Tajarin (pronounced <tie-yah-REEN>) is the Piemontese version of tagliatelle. Unlike other types of egg pasta, these thin, golden strands are made with a higher proportion of egg yolks, resulting in a delicate texture and rich flavor. Tajarin is usually served with a hearty ragù (pork and/or beef), or with a simple, yet luxurious butter sauce with sage and butter.
On a recently trip to Piemonte, we ate it several times in a week. But in Vancouver it’s a fairly hard to find. We feel pretty lucky to have some. We cooked up a box this week, and it brought back such great memories of our trip to Piemonte. Marco Giacosa is hand cut and made with 30% egg and 00 flour. We stock two flavours. Plain and truffle.
Recipe: Tajarin with butter and sage
- 1 package Tajarin pasta
- Olive oil
- 75 gr butter
- 10-15 fresh sage leaves,
- 1 garlic clove sliced paper thin.
- Finish with kosher salt, fresh black pepper, grated Parmigiano.
- Put on a large pot of water to boil. Add salt and some olive oil
- Slice the garlic paper thin.
- Grate your cheese
- Put the butter in a sauté pan along with the sage leaves and garlic. Turn heat to medium. Move the sage and garlic around, cooking evenly. Stop when the butter starts to brown. Remove the pan from the heat, and remove the garlic and sage with a slotted spoon to a small bowl.
- Cook the Tajarin for two minutes. Just before the two minutes is up, remove one cup of cooking pasta water and set aside.
- Drain the pasta, and immediately return to the pan with the butter.
- Toss the pasta and the butter and return the heat to medium. Add 3/4 cup of water, and season to taste with salt and pepper.

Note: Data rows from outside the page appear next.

pub mod app;
pub mod calendar;
pub mod cli;
pub mod components;
pub mod config;
pub mod error;
pub mod event;
pub mod logging;
pub mod summary;
pub mod theme;
pub mod tui;
pub mod help;
pub mod status_bar;
pub mod summary_table;

pub use help::HelpPopup;
pub use status_bar::StatusBar;
pub use summary_table::{SummaryTable, SummaryView};

use ratatui::{
    layout::{Constraint, Layout},
    Frame,
};

use crate::app::App;

/// Draw the whole screen: summary area, status bar, and the help overlay when open.
pub fn draw(frame: &mut Frame, app: &App) {
    let area = frame.area();
    let layout = Layout::vertical([Constraint::Min(1), Constraint::Length(1)]).split(area);

    SummaryTable::render(frame, layout[0], &app.state, &app.theme);
    StatusBar::render(frame, layout[1], app);

    if app.show_help {
        HelpPopup::render(frame, area, &app.theme);
    }
}
pub mod event;
pub mod file;
pub mod http;
pub mod source;

use std::sync::Arc;

use tracing::info;

pub use event::Event;
pub use file::FileEventSource;
pub use http::HttpEventSource;
pub use source::EventSource;

use crate::config::{Config, SourceKind};
use crate::error::SourceError;

/// Calendar-day text form used on the wire and in the summary table.
pub const DATE_FORMAT: &str = "%Y-%m-%d";

/// Build the event source selected by the configuration.
pub fn source_from_config(config: &Config) -> Result<Arc<dyn EventSource>, SourceError> {
    match config.source {
        SourceKind::Http => Ok(Arc::new(HttpEventSource::new(
            &config.base_url,
            config.timeout(),
        )?)),
        SourceKind::File => {
            let path = config
                .events_file
                .as_deref()
                .ok_or(SourceError::MissingEventsFile)?;
            let source = FileEventSource::open(path)?;
            info!(path = %path.display(), days = source.day_count(), "loaded events file");
            Ok(Arc::new(source))
        }
    }
}
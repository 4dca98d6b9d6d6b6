use std::fs::{self, OpenOptions};
use std::path::{Path, PathBuf};
use std::sync::Mutex;

use color_eyre::eyre::{eyre, Result, WrapErr};
use tracing_subscriber::{EnvFilter, FmtSubscriber};

/// Route `tracing` output to a log file; the terminal belongs to the TUI.
///
/// Returns the path actually used.
pub fn init(log_file: Option<&Path>) -> Result<PathBuf> {
    let path = log_file
        .map(Path::to_path_buf)
        .or_else(default_log_path)
        .ok_or_else(|| eyre!("no cache directory available for the log file"))?;

    if let Some(parent) = path.parent() {
        fs::create_dir_all(parent)
            .wrap_err_with(|| format!("creating log directory {}", parent.display()))?;
    }
    let file = OpenOptions::new()
        .create(true)
        .append(true)
        .open(&path)
        .wrap_err_with(|| format!("opening log file {}", path.display()))?;

    let subscriber = FmtSubscriber::builder()
        .with_env_filter(
            EnvFilter::try_from_default_env().unwrap_or_else(|_| EnvFilter::new("info")),
        )
        .with_writer(Mutex::new(file))
        .with_ansi(false)
        .finish();

    tracing::subscriber::set_global_default(subscriber)
        .map_err(|e| eyre!("failed to set up logging: {e}"))?;

    Ok(path)
}

fn default_log_path() -> Option<PathBuf> {
    dirs::cache_dir().map(|d| d.join("calendar-summary").join("calendar-summary.log"))
}
use std::net::SocketAddr;
use std::time::Duration;

use calendar_summary::calendar::HttpEventSource;
use calendar_summary::error::{SourceError, SummaryError};
use calendar_summary::summary::{build_week_summary, EmptyDayPolicy, WeekSummary};
use chrono::NaiveDate;
use tokio::io::{AsyncReadExt, AsyncWriteExt};
use tokio::net::{TcpListener, TcpStream};

const SYNC_DAY: &str = r#"[{"durationInMinutes":15,"title":"Sync"}]"#;

/// Minimal events API: 500 for `failing_date`, one 15 minute event for every other date.
async fn serve_events(failing_date: Option<&'static str>) -> SocketAddr {
    let listener = TcpListener::bind("127.0.0.1:0").await.unwrap();
    let addr = listener.local_addr().unwrap();

    tokio::spawn(async move {
        loop {
            let Ok((stream, _)) = listener.accept().await else {
                break;
            };
            tokio::spawn(answer(stream, failing_date));
        }
    });

    addr
}

async fn answer(mut stream: TcpStream, failing_date: Option<&'static str>) {
    let mut request = Vec::new();
    let mut chunk = [0u8; 1024];
    while !request.windows(4).any(|w| w == b"\r\n\r\n") {
        match stream.read(&mut chunk).await {
            Ok(0) | Err(_) => return,
            Ok(n) => request.extend_from_slice(&chunk[..n]),
        }
    }

    let request_line = String::from_utf8_lossy(&request)
        .lines()
        .next()
        .unwrap_or_default()
        .to_string();
    assert!(request_line.starts_with("GET /events?date="), "{request_line}");

    let fails = failing_date.is_some_and(|date| request_line.contains(&format!("date={date}")));
    let (status, body) = if fails {
        ("500 Internal Server Error", "boom")
    } else {
        ("200 OK", SYNC_DAY)
    };
    let response = format!(
        "HTTP/1.1 {status}\r\nContent-Type: application/json\r\nContent-Length: {}\r\nConnection: close\r\n\r\n{body}",
        body.len()
    );
    let _ = stream.write_all(response.as_bytes()).await;
    let _ = stream.shutdown().await;
}

fn jan(day: u32) -> NaiveDate {
    NaiveDate::from_ymd_opt(2024, 1, day).unwrap()
}

#[tokio::test]
async fn fetches_a_week_over_http() {
    let addr = serve_events(None).await;
    let source = HttpEventSource::new(&format!("http://{addr}/"), Duration::from_secs(5)).unwrap();

    let days = build_week_summary(jan(1), &source, EmptyDayPolicy::Placeholder)
        .await
        .unwrap();

    assert_eq!(days.len(), 7);
    assert!(days.iter().all(|d| d.event_count == 1 && d.longest_event_title == "Sync"));
    let week = WeekSummary::aggregate(&days).unwrap();
    assert_eq!((week.total_event_count, week.total_duration), (7, 105));
}

#[tokio::test]
async fn server_error_for_one_day_fails_the_week() {
    let addr = serve_events(Some("2024-01-04")).await;
    let source = HttpEventSource::new(&format!("http://{addr}"), Duration::from_secs(5)).unwrap();

    let err = build_week_summary(jan(1), &source, EmptyDayPolicy::Placeholder)
        .await
        .unwrap_err();

    match err {
        SummaryError::Fetch {
            date,
            source: SourceError::Status { date: status_date, status },
        } => {
            assert_eq!(date, jan(4));
            assert_eq!(status_date, jan(4));
            assert_eq!(status.as_u16(), 500);
        }
        other => panic!("expected a status failure, got {other:?}"),
    }
}

#[tokio::test]
async fn unreachable_api_is_a_transport_error() {
    // Bind then drop so nothing is listening on the port.
    let addr = TcpListener::bind("127.0.0.1:0")
        .await
        .unwrap()
        .local_addr()
        .unwrap();
    let source = HttpEventSource::new(&format!("http://{addr}"), Duration::from_secs(2)).unwrap();

    let err = build_week_summary(jan(1), &source, EmptyDayPolicy::Placeholder)
        .await
        .unwrap_err();

    assert!(matches!(
        err,
        SummaryError::Fetch {
            source: SourceError::Http(_),
            ..
        }
    ));
}
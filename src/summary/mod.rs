pub mod builder;
pub mod daily;
pub mod week;

pub use builder::{build_week_summary, week_dates, DAYS_IN_WEEK};
pub use daily::{summarize_day, DailySummary, EmptyDayPolicy};
pub use week::WeekSummary;
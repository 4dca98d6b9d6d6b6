use std::env;
use std::fs;
use std::path::{Path, PathBuf};
use std::time::Duration;

use serde::Deserialize;

use crate::cli::Cli;
use crate::error::ConfigError;
use crate::summary::EmptyDayPolicy;
use crate::theme::ThemeConfig;

/// Overrides `base_url` when set.
pub const BASE_URL_ENV: &str = "CALENDAR_SUMMARY_BASE_URL";

pub const DEFAULT_BASE_URL: &str = "http://localhost:8080";
pub const DEFAULT_TIMEOUT_SECS: u64 = 10;

#[derive(Debug, Clone, Copy, Default, PartialEq, Eq, Deserialize)]
#[serde(rename_all = "lowercase")]
pub enum SourceKind {
    #[default]
    Http,
    File,
}

#[derive(Debug, Clone, Deserialize, PartialEq)]
#[serde(default, deny_unknown_fields)]
pub struct Config {
    pub source: SourceKind,
    pub base_url: String,
    pub events_file: Option<PathBuf>,
    pub timeout_secs: u64,
    pub empty_day: EmptyDayPolicy,
    pub log_file: Option<PathBuf>,
    pub theme: ThemeConfig,
    /// File this config was read from, if any.
    #[serde(skip)]
    pub origin: Option<PathBuf>,
}

impl Default for Config {
    fn default() -> Self {
        Self {
            source: SourceKind::Http,
            base_url: DEFAULT_BASE_URL.to_string(),
            events_file: None,
            timeout_secs: DEFAULT_TIMEOUT_SECS,
            empty_day: EmptyDayPolicy::default(),
            log_file: None,
            theme: ThemeConfig::default(),
            origin: None,
        }
    }
}

impl Config {
    /// Load from `path`, or from the default location when `path` is `None`.
    ///
    /// A missing default file yields the defaults; a missing explicit file is an error.
    pub fn load(path: Option<&Path>) -> Result<Self, ConfigError> {
        let mut config = match path {
            Some(path) => Self::from_file(path)?,
            None => match default_config_path() {
                Some(path) if path.exists() => Self::from_file(&path)?,
                _ => Self::default(),
            },
        };
        config.apply_base_url_override(env::var(BASE_URL_ENV).ok());
        Ok(config)
    }

    fn from_file(path: &Path) -> Result<Self, ConfigError> {
        let content = fs::read_to_string(path).map_err(|source| ConfigError::Io {
            path: path.to_path_buf(),
            source,
        })?;
        let mut config: Config = toml::from_str(&content).map_err(|source| ConfigError::Parse {
            path: path.to_path_buf(),
            source,
        })?;
        config.origin = Some(path.to_path_buf());
        Ok(config)
    }

    pub fn apply_base_url_override(&mut self, base_url: Option<String>) {
        if let Some(url) = base_url.filter(|url| !url.trim().is_empty()) {
            self.base_url = url;
        }
    }

    /// Command line flags win over the file.
    pub fn apply_cli(&mut self, cli: &Cli) {
        if let Some(path) = &cli.events_file {
            self.source = SourceKind::File;
            self.events_file = Some(path.clone());
        }
    }

    pub fn validate(&self) -> Result<(), ConfigError> {
        if self.timeout_secs == 0 {
            return Err(ConfigError::Invalid("timeout_secs must be positive".to_string()));
        }
        match self.source {
            SourceKind::Http if self.base_url.trim().is_empty() => Err(ConfigError::Invalid(
                "base_url is required for the http source".to_string(),
            )),
            SourceKind::File if self.events_file.is_none() => Err(ConfigError::Invalid(
                "events_file is required for the file source".to_string(),
            )),
            _ => Ok(()),
        }
    }

    pub fn timeout(&self) -> Duration {
        Duration::from_secs(self.timeout_secs)
    }
}

pub fn default_config_path() -> Option<PathBuf> {
    dirs::config_dir().map(|d| d.join("calendar-summary").join("config.toml"))
}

- Add 1 cup of grated cheese. Keep the pan moving, and toss everything until the cheese and water are mostly absorbed.
- Plate immediately and garnish with the fried sage and garlic. Top with more cheese.
- Serve and eat immediately. Like Souffle, this dish waits for no one.
Alternatively, you can serve with a meat ragu sauce.
Enjoy with a delicious Nebbiolo like Produttori del Barbaresco.